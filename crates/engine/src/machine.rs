//! Case stage machine.
//!
//! Pure validation and planning: given the current case and a requested
//! stage, decide whether the move is legal and which columns to write.
//! Persistence, retries and side effects live in [`crate::engine`].

use time::OffsetDateTime;

use rma_storage::{CasePatch, CaseRecord, SchemaCapabilities, Stage};

use crate::error::TransitionError;

/// Ordering and guard rules.
///
/// A move is allowed when the target is at most one step behind the current
/// stage. `received -> repaired_replaced` is the one forward move that is
/// blocked.
pub fn check_transition(from: Stage, to: Stage) -> Result<(), TransitionError> {
    if to.index() + 1 < from.index() {
        return Err(TransitionError::Ordering { from, to });
    }
    if from == Stage::Received && to == Stage::RepairedReplaced {
        return Err(TransitionError::SkippedTesting { from, to });
    }
    Ok(())
}

/// Evidence fields required to enter `to` that are not set on `case`.
///
/// Stage timestamp requirements are only enforced when the store has the
/// stage-timestamp columns; without them they can never be recorded.
pub fn missing_evidence(
    case: &CaseRecord,
    to: Stage,
    caps: SchemaCapabilities,
) -> Vec<&'static str> {
    let mut missing = Vec::new();
    match to {
        Stage::Received => {}
        Stage::Testing => {
            if caps.stage_timestamps && case.received_at.is_none() {
                missing.push("received_at");
            }
        }
        Stage::SentToManufacturer | Stage::RepairedReplaced => {
            if caps.stage_timestamps && case.inspected_at.is_none() {
                missing.push("inspected_at");
            }
        }
        Stage::BackToCustomer => {
            if is_blank(case.outbound_carrier.as_deref()) {
                missing.push("outbound_carrier");
            }
            if is_blank(case.outbound_tracking_number.as_deref()) {
                missing.push("outbound_tracking_number");
            }
        }
    }
    missing
}

fn is_blank(value: Option<&str>) -> bool {
    value.map_or(true, |v| v.trim().is_empty())
}

/// Validate a move and build the patch that applies it.
///
/// Stage-entry timestamps are stamped on first entry only. The patch never
/// contains columns the store lacks under `caps`.
pub fn plan_transition(
    case: &CaseRecord,
    to: Stage,
    now: OffsetDateTime,
    caps: SchemaCapabilities,
) -> Result<CasePatch, TransitionError> {
    check_transition(case.stage, to)?;

    let missing = missing_evidence(case, to, caps);
    if !missing.is_empty() {
        return Err(TransitionError::MissingEvidence { to, missing });
    }

    let mut patch = CasePatch {
        stage: Some(to),
        ..CasePatch::default()
    };

    match to {
        Stage::Received if case.received_at.is_none() => patch.received_at = Some(now),
        Stage::Testing if case.inspected_at.is_none() => patch.inspected_at = Some(now),
        Stage::BackToCustomer => {
            if case.closed_at.is_none() {
                patch.closed_at = Some(now);
            }
            if case.shipped_back_at.is_none() {
                patch.shipped_back_at = Some(now);
            }
        }
        _ => {}
    }

    if !caps.stage_timestamps {
        patch.received_at = None;
        patch.inspected_at = None;
        patch.shipped_back_at = None;
    }

    Ok(patch)
}
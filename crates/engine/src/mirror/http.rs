//! HTTP ticket mirror.
//!
//! Uses `ureq` (sync) wrapped in `tokio::task::spawn_blocking` so the async
//! runtime is never blocked. Every call carries a global timeout; a timeout
//! surfaces as an ordinary [`TicketMirrorError::RequestFailed`].

use std::time::Duration;

use async_trait::async_trait;
use serde_json::json;

use rma_storage::CaseRecord;

use super::{TicketMirror, TicketMirrorError};
use crate::config::TicketMirrorConfig;

/// Environment variable consulted when the config carries no API token.
pub const TOKEN_ENV: &str = "RMA_TICKET_API_TOKEN";

/// Mirror speaking JSON to `{base_url}/tickets`.
///
/// - `POST {base_url}/tickets` opens a ticket; the response carries `id`
/// - `PATCH {base_url}/tickets/{id}` moves it to a new stage
pub struct HttpTicketMirror {
    base_url: String,
    api_token: Option<String>,
    timeout: Duration,
}

impl HttpTicketMirror {
    pub fn new(base_url: &str, api_token: Option<String>, timeout: Duration) -> Self {
        HttpTicketMirror {
            base_url: base_url.trim_end_matches('/').to_string(),
            api_token,
            timeout,
        }
    }

    /// Build from config. The token falls back to `RMA_TICKET_API_TOKEN`.
    pub fn from_config(config: &TicketMirrorConfig) -> Result<Self, TicketMirrorError> {
        let base_url = config
            .base_url
            .as_deref()
            .map(str::trim)
            .filter(|u| !u.is_empty())
            .ok_or_else(|| TicketMirrorError::NotConfigured {
                message: "missing base_url".to_string(),
            })?;
        let api_token = config
            .api_token
            .clone()
            .or_else(|| std::env::var(TOKEN_ENV).ok())
            .filter(|t| !t.trim().is_empty());
        Ok(Self::new(
            base_url,
            api_token,
            Duration::from_secs(config.timeout_secs),
        ))
    }

    pub fn tickets_url(&self) -> String {
        format!("{}/tickets", self.base_url)
    }

    pub fn ticket_url(&self, ticket_id: &str) -> String {
        format!("{}/tickets/{}", self.base_url, ticket_id)
    }

    fn agent(timeout: Duration) -> ureq::Agent {
        ureq::Agent::config_builder()
            .timeout_global(Some(timeout))
            .build()
            .into()
    }
}

/// Request body for ticket creation.
pub fn ticket_payload(case: &CaseRecord, external_stage: &str) -> serde_json::Value {
    let subject = case
        .issue_summary
        .clone()
        .unwrap_or_else(|| format!("Return case {}", case.id));
    json!({
        "case_id": case.id,
        "external_reference": case.external_reference,
        "stage": external_stage,
        "subject": subject,
        "customer_email": case.customer_email,
        "serial_number": case.serial_number,
        "priority": case.priority.as_str(),
    })
}

/// Ticket id from a creation response; accepts string or numeric ids.
pub fn ticket_id_from_response(body: &serde_json::Value) -> Option<String> {
    match body.get("id")? {
        serde_json::Value::String(s) if !s.is_empty() => Some(s.clone()),
        serde_json::Value::Number(n) => Some(n.to_string()),
        _ => None,
    }
}

#[async_trait]
impl TicketMirror for HttpTicketMirror {
    async fn create_ticket(
        &self,
        case: &CaseRecord,
        external_stage: &str,
    ) -> Result<String, TicketMirrorError> {
        let url = self.tickets_url();
        let payload = ticket_payload(case, external_stage);
        let auth_token = self.api_token.clone();
        let timeout = self.timeout;

        tokio::task::spawn_blocking(move || {
            let agent = Self::agent(timeout);
            let mut request = agent.post(&url);
            if let Some(ref token) = auth_token {
                request = request.header("Authorization", &format!("Bearer {}", token));
            }

            let response =
                request
                    .send_json(&payload)
                    .map_err(|e| TicketMirrorError::RequestFailed {
                        message: e.to_string(),
                    })?;

            let body: serde_json::Value =
                response
                    .into_body()
                    .read_json()
                    .map_err(|e| TicketMirrorError::InvalidResponse {
                        message: format!("failed to parse response as JSON: {}", e),
                    })?;

            ticket_id_from_response(&body).ok_or_else(|| TicketMirrorError::InvalidResponse {
                message: "response has no ticket id".to_string(),
            })
        })
        .await
        .map_err(|e| TicketMirrorError::RequestFailed {
            message: format!("task join error: {}", e),
        })?
    }

    async fn update_stage(
        &self,
        ticket_id: &str,
        external_stage: &str,
    ) -> Result<(), TicketMirrorError> {
        let url = self.ticket_url(ticket_id);
        let payload = json!({ "stage": external_stage });
        let auth_token = self.api_token.clone();
        let timeout = self.timeout;

        tokio::task::spawn_blocking(move || {
            let agent = Self::agent(timeout);
            let mut request = agent.patch(&url);
            if let Some(ref token) = auth_token {
                request = request.header("Authorization", &format!("Bearer {}", token));
            }
            request
                .send_json(&payload)
                .map(|_| ())
                .map_err(|e| TicketMirrorError::RequestFailed {
                    message: e.to_string(),
                })
        })
        .await
        .map_err(|e| TicketMirrorError::RequestFailed {
            message: format!("task join error: {}", e),
        })?
    }
}
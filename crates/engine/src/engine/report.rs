use std::collections::BTreeMap;

use rma_storage::{CaseFilter, EventFilter, ReturnStore};

use super::Engine;
use crate::error::EngineError;
use crate::sla::{
    classify_logistics_exceptions, summarize_exceptions, time_in_stage, CaseExceptions,
    LogisticsException, StageAge,
};

impl<S: ReturnStore + ?Sized> Engine<S> {
    /// Stage age and SLA state for every case matching `filter`.
    pub async fn time_in_stage(&self, filter: &CaseFilter) -> Result<Vec<StageAge>, EngineError> {
        let now = self.clock.now();
        let cases = self.list_cases(filter).await?;
        let mut ages = Vec::with_capacity(cases.len());
        for case in &cases {
            let events = self
                .store
                .list_service_events(&EventFilter::for_case(&case.id))
                .await?;
            ages.push(time_in_stage(case, &events, now));
        }
        Ok(ages)
    }

    /// Cases matching `filter` that have at least one logistics exception.
    pub async fn logistics_exceptions(
        &self,
        filter: &CaseFilter,
    ) -> Result<Vec<CaseExceptions>, EngineError> {
        let now = self.clock.now();
        Ok(self
            .list_cases(filter)
            .await?
            .into_iter()
            .filter_map(|case| {
                let exception_types = classify_logistics_exceptions(&case, now);
                (!exception_types.is_empty()).then_some(CaseExceptions {
                    case,
                    exception_types,
                })
            })
            .collect())
    }

    /// Exception counts by type.
    pub async fn exception_summary(
        &self,
        filter: &CaseFilter,
    ) -> Result<BTreeMap<LogisticsException, usize>, EngineError> {
        Ok(summarize_exceptions(&self.logistics_exceptions(filter).await?))
    }
}
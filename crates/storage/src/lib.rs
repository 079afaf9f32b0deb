pub mod conformance;
mod error;
mod memory;
mod record;
mod traits;

pub use error::StorageError;
pub use memory::{MemoryStore, StoreSnapshot};
pub use record::{
    CaseFilter, CasePatch, CaseRecord, ClaimOrigin, CommunicationChannel, CommunicationRecord,
    EventFilter, ParseEnumError, Priority, SchemaCapabilities, SerialRecord, SerialUpsert,
    ServiceEventRecord, ServiceEventType, Stage, WarrantyBasis, WarrantyStatus,
};
pub use traits::ReturnStore;
//! In-process mirror that records every call.

use std::sync::atomic::{AtomicU64, Ordering};
use std::sync::Mutex;

use async_trait::async_trait;

use rma_storage::CaseRecord;

use super::{TicketMirror, TicketMirrorError};

#[derive(Debug, Clone, PartialEq, Eq)]
pub enum MirrorCall {
    Create {
        case_id: String,
        external_stage: String,
    },
    Update {
        ticket_id: String,
        external_stage: String,
    },
}

/// Mirror that keeps calls in memory and hands out `T-<n>` ticket ids.
///
/// With [`failing`](Self::failing), every call is recorded and then fails.
#[derive(Debug, Default)]
pub struct RecordingTicketMirror {
    calls: Mutex<Vec<MirrorCall>>,
    next_id: AtomicU64,
    failure: Option<String>,
}

impl RecordingTicketMirror {
    pub fn new() -> Self {
        Self::default()
    }

    pub fn failing(message: &str) -> Self {
        RecordingTicketMirror {
            failure: Some(message.to_string()),
            ..Self::default()
        }
    }

    pub fn calls(&self) -> Vec<MirrorCall> {
        self.calls.lock().unwrap_or_else(|e| e.into_inner()).clone()
    }

    fn record(&self, call: MirrorCall) -> Result<(), TicketMirrorError> {
        self.calls
            .lock()
            .unwrap_or_else(|e| e.into_inner())
            .push(call);
        match &self.failure {
            Some(message) => Err(TicketMirrorError::RequestFailed {
                message: message.clone(),
            }),
            None => Ok(()),
        }
    }
}

#[async_trait]
impl TicketMirror for RecordingTicketMirror {
    async fn create_ticket(
        &self,
        case: &CaseRecord,
        external_stage: &str,
    ) -> Result<String, TicketMirrorError> {
        self.record(MirrorCall::Create {
            case_id: case.id.clone(),
            external_stage: external_stage.to_string(),
        })?;
        let n = self.next_id.fetch_add(1, Ordering::SeqCst) + 1;
        Ok(format!("T-{n}"))
    }

    async fn update_stage(
        &self,
        ticket_id: &str,
        external_stage: &str,
    ) -> Result<(), TicketMirrorError> {
        self.record(MirrorCall::Update {
            ticket_id: ticket_id.to_string(),
            external_stage: external_stage.to_string(),
        })
    }
}
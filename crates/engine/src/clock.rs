use std::sync::Mutex;

use time::{Duration, OffsetDateTime};

/// Source of "now" for every timestamp the engine writes.
pub trait Clock: Send + Sync {
    fn now(&self) -> OffsetDateTime;
}

/// Wall clock, UTC.
#[derive(Debug, Clone, Copy, Default)]
pub struct SystemClock;

impl Clock for SystemClock {
    fn now(&self) -> OffsetDateTime {
        OffsetDateTime::now_utc()
    }
}

/// A clock that only moves when told to.
#[derive(Debug)]
pub struct FixedClock {
    now: Mutex<OffsetDateTime>,
}

impl FixedClock {
    pub fn new(now: OffsetDateTime) -> Self {
        FixedClock {
            now: Mutex::new(now),
        }
    }

    pub fn set(&self, now: OffsetDateTime) {
        // Recover data even if mutex was poisoned by a panic in another thread
        *self.now.lock().unwrap_or_else(|e| e.into_inner()) = now;
    }

    pub fn advance(&self, by: Duration) {
        let mut now = self.now.lock().unwrap_or_else(|e| e.into_inner());
        *now += by;
    }
}

impl Clock for FixedClock {
    fn now(&self) -> OffsetDateTime {
        *self.now.lock().unwrap_or_else(|e| e.into_inner())
    }
}
//! Serial registry and service event ledger.
//!
//! The registry keeps one aggregate per normalized serial; the ledger is an
//! append-only audit trail per registry entry. Both are best-effort: the
//! engine logs and reports their failures but never fails a case mutation
//! because of them.

use serde::{Deserialize, Serialize};
use time::OffsetDateTime;
use tracing::debug;
use uuid::Uuid;

use rma_storage::{
    ReturnStore, SerialRecord, SerialUpsert, ServiceEventRecord, ServiceEventType, Stage,
    StorageError,
};

use crate::serial::normalize_serial;

/// Brand/model hints used to create or refine a registry entry.
#[derive(Debug, Clone, Default, PartialEq, Eq, Serialize, Deserialize)]
pub struct SerialHints {
    #[serde(default)]
    pub brand: Option<String>,
    #[serde(default)]
    pub model: Option<String>,
}

impl SerialHints {
    pub fn new(brand: Option<&str>, model: Option<&str>) -> Self {
        SerialHints {
            brand: non_blank(brand),
            model: non_blank(model),
        }
    }
}

fn non_blank(value: Option<&str>) -> Option<String> {
    value
        .map(str::trim)
        .filter(|v| !v.is_empty())
        .map(str::to_string)
}

/// Create or refine the registry entry for `serial`.
///
/// Returns `Ok(None)` when the serial is blank. The case count is never
/// changed here; see [`ReturnStore::increment_serial_case_count`].
pub async fn upsert_registry<S: ReturnStore + ?Sized>(
    store: &S,
    serial: &str,
    hints: &SerialHints,
    now: OffsetDateTime,
) -> Result<Option<SerialRecord>, StorageError> {
    let Some(serial_number) = normalize_serial(serial) else {
        debug!("blank serial, registry skipped");
        return Ok(None);
    };
    let record = store
        .upsert_serial(SerialUpsert {
            candidate_id: Uuid::new_v4().to_string(),
            serial_number,
            brand: hints.brand.clone(),
            model: hints.model.clone(),
            touched_at: now,
        })
        .await?;
    debug!(serial = %record.serial_number, serial_id = %record.id, "registry entry touched");
    Ok(Some(record))
}

/// The ledger event type recorded when a case enters `stage`.
pub fn map_stage_to_event_type(stage: Stage) -> ServiceEventType {
    match stage {
        Stage::Received => ServiceEventType::Received,
        Stage::Testing => ServiceEventType::Testing,
        Stage::SentToManufacturer => ServiceEventType::SentToManufacturer,
        Stage::RepairedReplaced => ServiceEventType::RepairedReplaced,
        Stage::BackToCustomer => ServiceEventType::BackToCustomer,
    }
}

/// Build a ledger entry with a fresh id.
pub fn new_service_event(
    serial_id: &str,
    case_id: Option<&str>,
    event_type: ServiceEventType,
    summary: impl Into<String>,
    notes: Option<String>,
    metadata: serde_json::Value,
    now: OffsetDateTime,
) -> ServiceEventRecord {
    ServiceEventRecord {
        id: Uuid::new_v4().to_string(),
        serial_id: serial_id.to_string(),
        case_id: case_id.map(str::to_string),
        event_type,
        summary: summary.into(),
        notes,
        metadata,
        created_at: now,
    }
}

/// A registry entry together with its ledger, oldest event first.
#[derive(Debug, Clone, Serialize)]
pub struct ServiceHistory {
    pub serial: SerialRecord,
    pub events: Vec<ServiceEventRecord>,
}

◆ Exercise goal:
Would you print exactly, and only, the lines of the data above from the line with "fn agent(timeout: Duration)" through the line with "let url = self.tickets_url();", inclusive?

◆ Answer to the problem:
    fn agent(timeout: Duration) -> ureq::Agent {
        ureq::Agent::config_builder()
            .timeout_global(Some(timeout))
            .build()
            .into()
    }
}

/// Request body for ticket creation.
pub fn ticket_payload(case: &CaseRecord, external_stage: &str) -> serde_json::Value {
    let subject = case
        .issue_summary
        .clone()
        .unwrap_or_else(|| format!("Return case {}", case.id));
    json!({
        "case_id": case.id,
        "external_reference": case.external_reference,
        "stage": external_stage,
        "subject": subject,
        "customer_email": case.customer_email,
        "serial_number": case.serial_number,
        "priority": case.priority.as_str(),
    })
}

/// Ticket id from a creation response; accepts string or numeric ids.
pub fn ticket_id_from_response(body: &serde_json::Value) -> Option<String> {
    match body.get("id")? {
        serde_json::Value::String(s) if !s.is_empty() => Some(s.clone()),
        serde_json::Value::Number(n) => Some(n.to_string()),
        _ => None,
    }
}

#[async_trait]
impl TicketMirror for HttpTicketMirror {
    async fn create_ticket(
        &self,
        case: &CaseRecord,
        external_stage: &str,
    ) -> Result<String, TicketMirrorError> {
        let url = self.tickets_url();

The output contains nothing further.